List all shifts of Incredibles

The composition and inheritance in Ruby classBabyFacingKariFocused

In the previous blog I showed how to use undefined methods in class by attr_accessor and method_missing. Let's talk more about how to use undefined methods by inheritance and composition since it's useful for the object-oriented programming. Here we define super powers of the Incredibles.

Welcome to IRB. You are using ruby 2.0.0p576 (2014-09-19) [i386-cygwin]. Have fun ;)
>> class Supermen
| def instant_moving
| "Shuuooo .......... you just moved!"
| end
| def shield
| "The invisible wall is now protecting you!"
| end # you can list many super powers on and on....
| end #=> nil
>> Supermen.new.instant_moving #=> "Shuuooo .......... you just moved!"

However, with great power there must also come great responsibility. Let's define their busy life here, and supermen get super power by the inheritance. Notice the "< Supermen" below:

>>class Incredibles < Supermen
| attr_accessor :schedule
| def add(shift)
| @schedule << shift
| end
| end #=> nil
>> Incredibles.new.instant_moving #=> "Shuuooo .......... you just moved!"

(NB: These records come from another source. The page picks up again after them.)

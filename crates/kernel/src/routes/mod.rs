//! HTTP route handlers.

pub mod admin;
pub mod auth;
pub mod front;
pub mod health;
pub mod helpers;
pub mod item;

See, there's no method definition of super powers, but we can still use it because the inheritance in Ruby class. That's convenient!. But wait, they also got an intensive baby sitting schedule mentioned in my previous blog too:

>> Helen_shift, Violet_shift, Dash_shift, Rob_shift = Array(6..15), Array(17..21), Array(19..23), Array(0..7)+Array(22..23)  #This are their shifts in my previous blog.
>> baby=Incredibles.new
>> baby.schedule=[]
>> baby.add(Helen_shift)
>> baby.add(Violet_shift)
>> baby.add(Dash_shift)
>> baby.add(Rob_shift)

What a busy schedule of the baby sitting! Don't you want to list all their shifts? Let's try it with each method. But wait, we didn't define the each method so Ruby will reject our request of using baby.each. Is there a way to list all of their shifts? It would be so nice if we can use all Enumerable methods here. In Carlson & Richardson's Ruby Cookbook Chapter 9.4, they showed a pretty mixin by adding the "include" and defining "each" to use all 22 Enumerable methods in one shot.

>> class Incredibles < Supermen
| include Enumerable
| def each
| @schedule.each {|a| a.each{|b| yield b}}
| end # This each invokes block by calling the yield function.
| end #=> nil
>> baby.include?(12) #=> true # noon shift is covered
>> Array(0..23) - baby.sort #=> 16 #4pm is not covered!
>> baby.include?(16) #=> false #Indeed, 4pm's not covered.

Now we can marvellously use all core methods defined in the Enumerable module! Because there's no multiple inheritance in Ruby, in one customized class we can use methods from many other classes by mixin. Isn't that great?

By the inheritance the class got all methods defined in the father class, for example, Incredibles ARE supermen. By mixin we got specific methods from other class, and that's the idea of the composition, say, Incredibles schedules' HAVE Enumerable methods. There are many people hotly debating either inheritance or composition is better. In my point of view, as long as the handling of the repetitive codes is elegant, highly readable and maintainable, either or both ways can be applied in certain conditions.